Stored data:

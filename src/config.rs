//! Runtime configuration for Codey
//!
//! Everything that used to be module-level globals (token, target, API URLs,
//! game-balance constants) lives in one immutable [`Config`] built at startup.

use crate::errors::{CodeyError, Result};
use serde::{Deserialize, Serialize};
use std::env;
use std::fmt;

/// The account (and optionally repository) Codey tracks
#[derive(Debug, Clone, PartialEq, Eq, Serialize, Deserialize)]
pub struct Target {
    pub owner: String,
    pub repo: Option<String>,
}

impl Target {
    /// Parse a bare owner, `owner/repo`, or a full URL such as
    /// `https://github.com/owner/repo.git`.
    pub fn parse(input: &str) -> Result<Self> {
        let trimmed = input.trim();
        let path = match trimmed.split_once("://") {
            // drop scheme and host, keep the path
            Some((_, rest)) => rest.split_once('/').map_or("", |(_, path)| path),
            None => trimmed,
        };

        let mut segments = path
            .split('/')
            .map(str::trim)
            .filter(|segment| !segment.is_empty());

        let owner = segments
            .next()
            .ok_or_else(|| CodeyError::config(format!("Cannot read an owner from '{input}'")))?;
        let repo = segments
            .next()
            .map(|repo| repo.strip_suffix(".git").unwrap_or(repo).to_string())
            .filter(|repo| !repo.is_empty());

        Ok(Self {
            owner: owner.to_string(),
            repo,
        })
    }
}

impl fmt::Display for Target {
    fn fmt(&self, f: &mut fmt::Formatter<'_>) -> fmt::Result {
        match &self.repo {
            Some(repo) => write!(f, "{}/{}", self.owner, repo),
            None => write!(f, "{}", self.owner),
        }
    }
}

/// Game-balance constants for the stat engine
#[derive(Debug, Clone, PartialEq, Serialize, Deserialize)]
pub struct GameBalance {
    pub energy_cost_commit: f64,
    pub energy_cost_pr: f64,
    pub energy_regen_rest: f64,
    pub energy_regen_active: f64,
    pub daily_hunger_decay: f64,
    pub daily_happiness_decay: f64,
    pub xp_per_commit: f64,
    pub xp_per_pr: f64,
    pub xp_per_issue_closed: f64,
    pub hunger_gain_modifier: f64,
    pub happiness_gain_modifier: f64,
    pub base_level_requirement: f64,
    pub streak_loss_divisor: u32,
    pub weekend_bonus: f64,
    pub history_capacity: usize,
    pub inactivity_decay: f64,
    pub energy_decay_floor: f64,
    pub max_level: u32,
}

impl Default for GameBalance {
    fn default() -> Self {
        Self {
            energy_cost_commit: 2.5,
            energy_cost_pr: 5.0,
            energy_regen_rest: 20.0,
            energy_regen_active: 5.0,
            daily_hunger_decay: 20.0,
            daily_happiness_decay: 12.0,
            xp_per_commit: 10.0,
            xp_per_pr: 25.0,
            xp_per_issue_closed: 8.0,
            hunger_gain_modifier: 0.5,
            happiness_gain_modifier: 0.8,
            base_level_requirement: 25.0,
            streak_loss_divisor: 10,
            weekend_bonus: 1.5,
            history_capacity: 30,
            inactivity_decay: 0.95,
            energy_decay_floor: 0.3,
            max_level: 10,
        }
    }
}

/// Configuration for a Codey run
#[derive(Debug, Clone, Serialize, Deserialize)]
pub struct Config {
    /// GitHub token (GIT_TOKEN or GITHUB_TOKEN)
    #[serde(skip_serializing)]
    pub token: String,
    /// Tracked owner/repo; `None` means "whoever owns the token"
    pub target: Option<Target>,
    /// REST base URL (default: https://api.github.com)
    pub api_url: String,
    /// GraphQL endpoint (default: {api_url}/graphql)
    pub graphql_url: String,
    /// Per-request timeout in seconds
    pub timeout_seconds: u64,
    pub event_pages: u32,
    pub event_page_size: u32,
    pub repo_page_size: u32,
    pub repo_max_pages: u32,
    /// How many recently pushed repos are sampled for languages
    pub language_sample: usize,
    /// How many repos the direct /commits fallback may query
    pub commit_fallback_repos: usize,
    pub balance: GameBalance,
}

impl Default for Config {
    fn default() -> Self {
        Self {
            token: String::new(),
            target: None,
            api_url: "https://api.github.com".to_string(),
            graphql_url: "https://api.github.com/graphql".to_string(),
            timeout_seconds: 20,
            event_pages: 10,
            event_page_size: 30,
            repo_page_size: 100,
            repo_max_pages: 50,
            language_sample: 5,
            commit_fallback_repos: 10,
            balance: GameBalance::default(),
        }
    }
}

impl Config {
    /// Create configuration from environment variables
    pub fn from_env() -> Result<Self> {
        Self::from_lookup(|key| env::var(key).ok())
    }

    /// Build configuration from any key/value source
    pub fn from_lookup<F>(lookup: F) -> Result<Self>
    where
        F: Fn(&str) -> Option<String>,
    {
        let non_empty = |key: &str| lookup(key).filter(|value| !value.trim().is_empty());

        let token = non_empty("GIT_TOKEN")
            .or_else(|| non_empty("GITHUB_TOKEN"))
            .ok_or_else(|| {
                CodeyError::config(
                    "GitHub token not found. Set GIT_TOKEN or GITHUB_TOKEN environment variable",
                )
            })?;

        let mut config = Self {
            token: token.trim().to_string(),
            ..Self::default()
        };

        if let Some(target) = non_empty("GIT_REPOSITORY").or_else(|| non_empty("GITHUB_REPOSITORY"))
        {
            config.target = Some(Target::parse(&target)?);
        }

        if let Some(api_url) = non_empty("CODEY_API_URL") {
            config.api_url = api_url.trim_end_matches('/').to_string();
            config.graphql_url = format!("{}/graphql", config.api_url);
        }

        if let Some(graphql_url) = non_empty("CODEY_GRAPHQL_URL") {
            config.graphql_url = graphql_url;
        }

        if let Some(timeout) = non_empty("CODEY_TIMEOUT_SECONDS") {
            config.timeout_seconds = timeout.parse().unwrap_or(config.timeout_seconds);
        }

        Ok(config)
    }

    /// Override the tracked target (e.g. from `--target`)
    pub fn with_target(mut self, target: Option<Target>) -> Self {
        if target.is_some() {
            self.target = target;
        }
        self
    }

    /// Validate the configuration
    pub fn validate(&self) -> Result<()> {
        if self.token.is_empty() {
            return Err(CodeyError::config("Token cannot be empty"));
        }

        if self.api_url.is_empty() || self.graphql_url.is_empty() {
            return Err(CodeyError::config("API URLs cannot be empty"));
        }

        if self.timeout_seconds == 0 {
            return Err(CodeyError::config("Timeout must be greater than 0"));
        }

        if self.event_page_size == 0 || self.repo_page_size == 0 {
            return Err(CodeyError::config("Page sizes must be greater than 0"));
        }

        Ok(())
    }
}

#[cfg(test)]
mod tests {
    use super::*;
    use rstest::rstest;
    use std::collections::HashMap;

    fn lookup(vars: &[(&str, &str)]) -> impl Fn(&str) -> Option<String> {
        let map: HashMap<String, String> = vars
            .iter()
            .map(|(k, v)| ((*k).to_string(), (*v).to_string()))
            .collect();
        move |key| map.get(key).cloned()
    }

    #[rstest]
    #[case("octocat", "octocat", None)]
    #[case("  octocat/hello-world ", "octocat", Some("hello-world"))]
    #[case("https://github.com/octocat", "octocat", None)]
    #[case("https://github.com/octocat/", "octocat", None)]
    #[case("https://github.com/octocat/hello-world", "octocat", Some("hello-world"))]
    #[case("http://github.example.org/octocat/hello-world.git", "octocat", Some("hello-world"))]
    fn test_target_parse(#[case] input: &str, #[case] owner: &str, #[case] repo: Option<&str>) {
        let target = Target::parse(input).unwrap();
        assert_eq!(target.owner, owner);
        assert_eq!(target.repo.as_deref(), repo);
    }

    #[test]
    fn test_target_parse_rejects_empty() {
        assert!(Target::parse("   ").is_err());
        assert!(Target::parse("https://github.com/").is_err());
    }

    #[test]
    fn test_target_display() {
        assert_eq!(Target::parse("a/b").unwrap().to_string(), "a/b");
        assert_eq!(Target::parse("a").unwrap().to_string(), "a");
    }

    #[test]
    fn test_config_default() {
        let config = Config::default();
        assert_eq!(config.api_url, "https://api.github.com");
        assert_eq!(config.timeout_seconds, 20);
        assert_eq!(config.event_pages * config.event_page_size, 300);
        assert!(config.token.is_empty());
        assert!(config.validate().is_err());
    }

    #[test]
    fn test_missing_token_is_configuration_error() {
        let result = Config::from_lookup(lookup(&[("GITHUB_REPOSITORY", "octocat")]));
        assert!(matches!(result, Err(CodeyError::ConfigurationError(_))));
    }

    #[test]
    fn test_git_token_takes_precedence() {
        let config = Config::from_lookup(lookup(&[
            ("GIT_TOKEN", "primary"),
            ("GITHUB_TOKEN", "secondary"),
            ("GITHUB_REPOSITORY", "https://github.com/octocat/codey"),
        ]))
        .unwrap();
        assert_eq!(config.token, "primary");
        assert_eq!(config.target, Some(Target::parse("octocat/codey").unwrap()));
        assert!(config.validate().is_ok());
    }

    #[test]
    fn test_api_url_override_moves_graphql() {
        let config = Config::from_lookup(lookup(&[
            ("GITHUB_TOKEN", "t"),
            ("CODEY_API_URL", "http://localhost:8080/"),
            ("CODEY_TIMEOUT_SECONDS", "nonsense"),
        ]))
        .unwrap();
        assert_eq!(config.graphql_url, "http://localhost:8080/graphql");
        assert_eq!(config.api_url, "http://localhost:8080");
        assert_eq!(config.timeout_seconds, 20);
    }

    #[test]
    fn test_cli_target_overrides_env() {
        let config = Config::from_lookup(lookup(&[
            ("GITHUB_TOKEN", "t"),
            ("GITHUB_REPOSITORY", "someone/else"),
        ]))
        .unwrap()
        .with_target(Some(Target::parse("octocat").unwrap()));
        assert_eq!(config.target.unwrap().owner, "octocat");
    }
}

THE TASK: Every line that contains the string "HashMap" should be returned from the data.

WRITTEN SOLUTION:
    use std::collections::HashMap;
        let map: HashMap<String, String> = vars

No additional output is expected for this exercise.